PROBLEM STATEMENT. All lines from the one with "let left: Node" through the end of the records below are to be given again exactly, and nothing else.

TASK INPUT.
//! Creative: gradient banner carrying name, tagline and contact line, a
//! centered summary, then a two-column grid (experience left, skills and
//! education right). Anything else follows full-width.

use crate::models::document::{Document, Section, ThemeSettings};
use crate::models::payloads::{
    decode_or_default, EducationData, ExperienceData, SkillsData, SummaryData,
};
use crate::render::bodies::{chip, contact_details, date_range, text_el};
use crate::render::node::{Element, Node};
use crate::render::theme::{
    banner_gradient, heading_px, item_gap_px, px, section_gap_px, with_alpha,
};
use crate::render::{
    contact_info, display_name, root, section_body, section_frame, Slots, NAME_PLACEHOLDER,
};

const TAGLINE_CHARS: usize = 100;
const TAGLINE_FALLBACK: &str = "Professional Title";

pub fn render(document: &Document, slots: &Slots<'_>) -> Node {
    let theme = &document.theme_settings;
    let gap = px(section_gap_px(theme.spacing));

    let banner = match slots.contact {
        Some(contact) => Some(banner(Some(contact), slots.summary, theme)),
        None if slots.contact_missing => Some(banner(None, slots.summary, theme)),
        None => None,
    };

    let left = Element::new("div")
        .attr("data-slot", "left")
        .child_opt(slots.experience.map(|s| experience(s, theme)));
    let right = Element::new("div")
        .attr("data-slot", "right")
        .style("display", "flex")
        .style("flex-direction", "column")
        .style("gap", gap.clone())
        .child_opt(slots.skills.map(|s| skills(s, theme)))
        .child_opt(slots.education.map(|s| education(s, theme)));

    let body = Element::new("div")
        .class("body")
        .style("padding", "32px")
        .style("display", "flex")
        .style("flex-direction", "column")
        .style("gap", gap.clone())
        .child_opt(slots.summary.map(|s| summary(s, theme)))
        .child(
            Element::new("div")
                .class("grid")
                .style("display", "grid")
                .style("grid-template-columns", "2fr 1fr")
                .style("gap", gap)
                .child(left)
                .child(right),
        )
        .children(slots.rest.iter().map(|s| generic(s, theme)));

    root(document).child_opt(banner).child(body).into()
}

/// First [`TAGLINE_CHARS`] characters of the summary with an ellipsis, or a
/// stock title when there is no summary text to borrow from.
fn tagline(summary: Option<&Section>) -> String {
    let content = summary
        .and_then(|s| decode_or_default::<SummaryData>(&s.data).ok())
        .map(|s| s.content)
        .unwrap_or_default();
    if content.trim().is_empty() {
        return TAGLINE_FALLBACK.to_string();
    }
    let cut: String = content.chars().take(TAGLINE_CHARS).collect();
    format!("{cut}...")
}

fn banner(contact: Option<&Section>, summary: Option<&Section>, theme: &ThemeSettings) -> Element {
    let info = contact.map(contact_info).unwrap_or_default();
    let name = if contact.is_some() { display_name(&info) } else { NAME_PLACEHOLDER };

    let header = Element::new("header").attr("data-slot", "banner");
    let header = match contact {
        Some(s) => header
            .attr("data-section-id", s.id.as_str())
            .attr("data-section-type", s.section_type.as_str()),
        None => header.attr("data-placeholder", "contact"),
    };
    header
        .style("background", banner_gradient(&theme.accent_color))
        .style("color", "#ffffff")
        .style("text-align", "center")
        .style("padding", "48px 32px")
        .child(
            Element::new("h1")
                .class("name")
                .style("font-size", px(heading_px(theme.font_size, 1) + 8))
                .style("font-weight", "700")
                .text(name),
        )
        .child(
            Element::new("p")
                .class("tagline")
                .style("opacity", "0.9")
                .text(tagline(summary)),
        )
        .child(
            Element::new("div")
                .class("contact-line")
                .style("display", "flex")
                .style("flex-wrap", "wrap")
                .style("justify-content", "center")
                .style("gap", "24px")
                .children(
                    contact_details(&info, false)
                        .into_iter()
                        .map(|d| Element::new("span").text(d)),
                ),
        )
}

fn summary(section: &Section, theme: &ThemeSettings) -> Element {
    section_frame(section)
        .style("text-align", "center")
        .style("max-width", "768px")
        .style("margin", "0 auto")
        .child(
            Element::new("h2")
                .class("section-title")
                .style("font-size", px(heading_px(theme.font_size, 2) + 4))
                .style("font-weight", "700")
                .text(section.title.as_str()),
        )
        .child(
            Element::new("div")
                .class("accent-bar")
                .style("background-color", theme.accent_color.as_str())
                .style("width", "64px")
                .style("height", "4px")
                .style("margin", "0 auto 16px"),
        )
        .child(section_body(section, theme))
}

/// Heading drawn as a pill filled with the accent colour.
fn pill_heading(text: &str, theme: &ThemeSettings) -> Element {
    Element::new("h2")
        .class("section-title pill")
        .style("background-color", theme.accent_color.as_str())
        .style("color", "#ffffff")
        .style("border-radius", "9999px")
        .style("display", "inline-block")
        .style("padding", "4px 16px")
        .style("font-size", px(heading_px(theme.font_size, 2)))
        .text(text)
}

/// Heading underlined with an accent rule.
fn ruled_heading(text: &str, theme: &ThemeSettings) -> Element {
    Element::new("h2")
        .class("section-title")
        .style("color", theme.accent_color.as_str())
        .style("border-bottom", format!("2px solid {}", theme.accent_color))
        .style("padding-bottom", "4px")
        .style("font-size", px(heading_px(theme.font_size, 2)))
        .text(text)
}

fn card() -> Element {
    Element::new("div")
        .style("background-color", "#f9fafb")
        .style("border-radius", "8px")
        .style("padding", "16px")
}

fn experience(section: &Section, theme: &ThemeSettings) -> Element {
    let frame = section_frame(section).child(pill_heading(&section.title, theme));
    let Ok(data) = decode_or_default::<ExperienceData>(&section.data) else {
        return frame.child(section_body(section, theme));
    };
    frame.child(
        Element::new("div")
            .class("section-body cards")
            .style("display", "flex")
            .style("flex-direction", "column")
            .style("gap", px(item_gap_px(theme.spacing)))
            .children(data.items.iter().map(|item| {
                card()
                    .class("entry experience-entry")
                    .attr("data-entry-id", item.id.as_str())
                    .child_opt(text_el("h3", "entry-title", &item.position))
                    .child_opt(
                        text_el("p", "entry-org", &item.company)
                            .map(|e| e.style("color", theme.accent_color.as_str())),
                    )
                    .child_opt(
                        date_range(&item.start_date, &item.end_date, item.current)
                            .and_then(|d| text_el("p", "entry-dates", &d)),
                    )
                    .child_opt(text_el("p", "entry-description", &item.description))
            })),
    )
}

fn skills(section: &Section, theme: &ThemeSettings) -> Element {
    let frame = section_frame(section).child(ruled_heading(&section.title, theme));
    let Ok(data) = decode_or_default::<SkillsData>(&section.data) else {
        return frame.child(section_body(section, theme));
    };
    frame.child(
        Element::new("div")
            .class("section-body chips")
            .style("display", "flex")
            .style("flex-wrap", "wrap")
            .style("gap", "8px")
            .children(data.items.iter().map(|skill| {
                chip(skill, theme.accent_color.clone(), "#ffffff".to_string())
            })),
    )
}

fn education(section: &Section, theme: &ThemeSettings) -> Element {
    let frame = section_frame(section).child(ruled_heading(&section.title, theme));
    let Ok(data) = decode_or_default::<EducationData>(&section.data) else {
        return frame.child(section_body(section, theme));
    };
    frame.child(
        Element::new("div")
            .class("section-body cards")
            .style("display", "flex")
            .style("flex-direction", "column")
            .style("gap", px(item_gap_px(theme.spacing)))
            .children(data.items.iter().map(|item| {
                let dates = date_range(&item.start_date, &item.end_date, false).unwrap_or_default();
                card()
                    .class("entry education-entry")
                    .attr("data-entry-id", item.id.as_str())
                    .child_opt(text_el("h3", "entry-title", &item.degree))
                    .child_opt(text_el("p", "entry-org", &item.institution))
                    .child_opt(text_el("p", "entry-dates", &dates))
                    .child_opt(
                        item.gpa
                            .as_deref()
                            .and_then(|gpa| text_el("p", "entry-gpa", &format!("GPA: {gpa}"))),
                    )
            })),
    )
}

fn generic(section: &Section, theme: &ThemeSettings) -> Element {
    section_frame(section)
        .style("border-left", format!("4px solid {}", with_alpha(&theme.accent_color, "40")))
        .style("padding-left", "16px")
        .child(ruled_heading(&section.title, theme))
        .child(section_body(section, theme))
}

#[cfg(test)]
mod tests {
    use super::*;
    use crate::models::document::TemplateId;
    use crate::render::project;
    use crate::render::test_support::sample_document;
    use serde_json::json;

    #[test]
    fn test_banner_background_derives_from_accent() {
        let mut doc = sample_document(TemplateId::Creative);
        doc.theme_settings.accent_color = "#112233".to_string();
        let tree = project(&doc);
        let banner = tree.find_by_attr("data-slot", "banner").unwrap();
        assert_eq!(banner.tag, "header");
        assert!(banner.style["background"].contains("#112233"));
        assert_eq!(
            banner.style["background"],
            "linear-gradient(135deg, #112233 0%, #112233dd 100%)"
        );
    }

    #[test]
    fn test_tagline_truncates_summary() {
        let long = "x".repeat(150);
        let mut doc = sample_document(TemplateId::Creative);
        doc.sections[1].data = json!({ "content": long });
        assert_eq!(tagline(doc.section("summary")), format!("{}...", "x".repeat(100)));

        assert_eq!(
            tagline(sample_document(TemplateId::Creative).section("summary")),
            "Pioneering computer scientist and rear admiral...."
        );
    }

    #[test]
    fn test_tagline_falls_back_without_summary() {
        assert_eq!(tagline(None), TAGLINE_FALLBACK);

        let mut doc = sample_document(TemplateId::Creative);
        doc.sections[1].visible = false;
        let tree = project(&doc);
        let tagline_el = tree
            .elements()
            .into_iter()
            .find(|e| e.attrs.get("class").map(String::as_str) == Some("tagline"))
            .cloned()
            .unwrap();
        assert_eq!(Node::from(tagline_el).text_content(), TAGLINE_FALLBACK);
    }

    #[test]
    fn test_grid_columns_hold_expected_sections() {
        let tree = project(&sample_document(TemplateId::Creative));
        let left: Node = tree.find_by_attr("data-slot", "left").cloned().unwrap().into();
        let right: Node = tree.find_by_attr("data-slot", "right").cloned().unwrap().into();
        assert!(left.find_by_attr("data-section-id", "experience").is_some());
        assert!(right.find_by_attr("data-section-id", "skills").is_some());
        assert!(right.find_by_attr("data-section-id", "education").is_some());
        assert!(right.text_content().contains("GPA: 4.0"));
    }
}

SOLUTION TO THE PROBLEM.
        let left: Node = tree.find_by_attr("data-slot", "left").cloned().unwrap().into();
        let right: Node = tree.find_by_attr("data-slot", "right").cloned().unwrap().into();
        assert!(left.find_by_attr("data-section-id", "experience").is_some());
        assert!(right.find_by_attr("data-section-id", "skills").is_some());
        assert!(right.find_by_attr("data-section-id", "education").is_some());
        assert!(right.text_content().contains("GPA: 4.0"));
    }
}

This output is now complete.